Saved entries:
━━━━━━━━━━━━━━━━━━━━

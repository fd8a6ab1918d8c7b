//! Tracing decorator

use crate::service::ConditionService;
use async_trait::async_trait;
use condnum_core::{ConditionId, ConditionResult, Op};
use std::sync::Arc;

/// Emits one tracing event per call: `debug` on success, `error` on failure
pub struct LoggingService {
    inner: Arc<dyn ConditionService>,
}

impl LoggingService {
    pub fn new(inner: Arc<dyn ConditionService>) -> Self {
        Self { inner }
    }
}

#[async_trait]
impl ConditionService for LoggingService {
    async fn create(&self, key: &str, op: Op, value: f64) -> ConditionResult<ConditionId> {
        let result = self.inner.create(key, op, value).await;
        match &result {
            Ok(id) => tracing::debug!(key, %op, value, %id, "create"),
            Err(e) => tracing::error!(key, %op, value, error = %e, "create failed"),
        }
        result
    }

    async fn lock_create(&self, id: ConditionId) -> ConditionResult<()> {
        let result = self.inner.lock_create(id).await;
        match &result {
            Ok(()) => tracing::debug!(%id, "lock_create"),
            Err(e) => tracing::error!(%id, error = %e, "lock_create failed"),
        }
        result
    }

    async fn unlock_create(&self, id: ConditionId) -> ConditionResult<()> {
        let result = self.inner.unlock_create(id).await;
        match &result {
            Ok(()) => tracing::debug!(%id, "unlock_create"),
            Err(e) => tracing::error!(%id, error = %e, "unlock_create failed"),
        }
        result
    }

    async fn delete(&self, id: ConditionId) -> ConditionResult<()> {
        let result = self.inner.delete(id).await;
        match &result {
            Ok(()) => tracing::debug!(%id, "delete"),
            Err(e) => tracing::error!(%id, error = %e, "delete failed"),
        }
        result
    }

    async fn search_page(
        &self,
        key: &str,
        value: f64,
        limit: u32,
        cursor: Option<ConditionId>,
    ) -> ConditionResult<Vec<ConditionId>> {
        let result = self.inner.search_page(key, value, limit, cursor).await;
        let cursor = cursor.map(|c| c.to_string()).unwrap_or_default();
        match &result {
            Ok(ids) => tracing::debug!(key, value, limit, %cursor, count = ids.len(), "search_page"),
            Err(e) => tracing::error!(key, value, limit, %cursor, error = %e, "search_page failed"),
        }
        result
    }
}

━━━━━━━━━━━━━━━━━━━━

■ **Work to be completed**
Your answer should be the lines above that contain the word "cursor", copied out.

■ **Response**
        cursor: Option<ConditionId>,
        let result = self.inner.search_page(key, value, limit, cursor).await;
        let cursor = cursor.map(|c| c.to_string()).unwrap_or_default();
            Ok(ids) => tracing::debug!(key, value, limit, %cursor, count = ids.len(), "search_page"),
            Err(e) => tracing::error!(key, value, limit, %cursor, error = %e, "search_page failed"),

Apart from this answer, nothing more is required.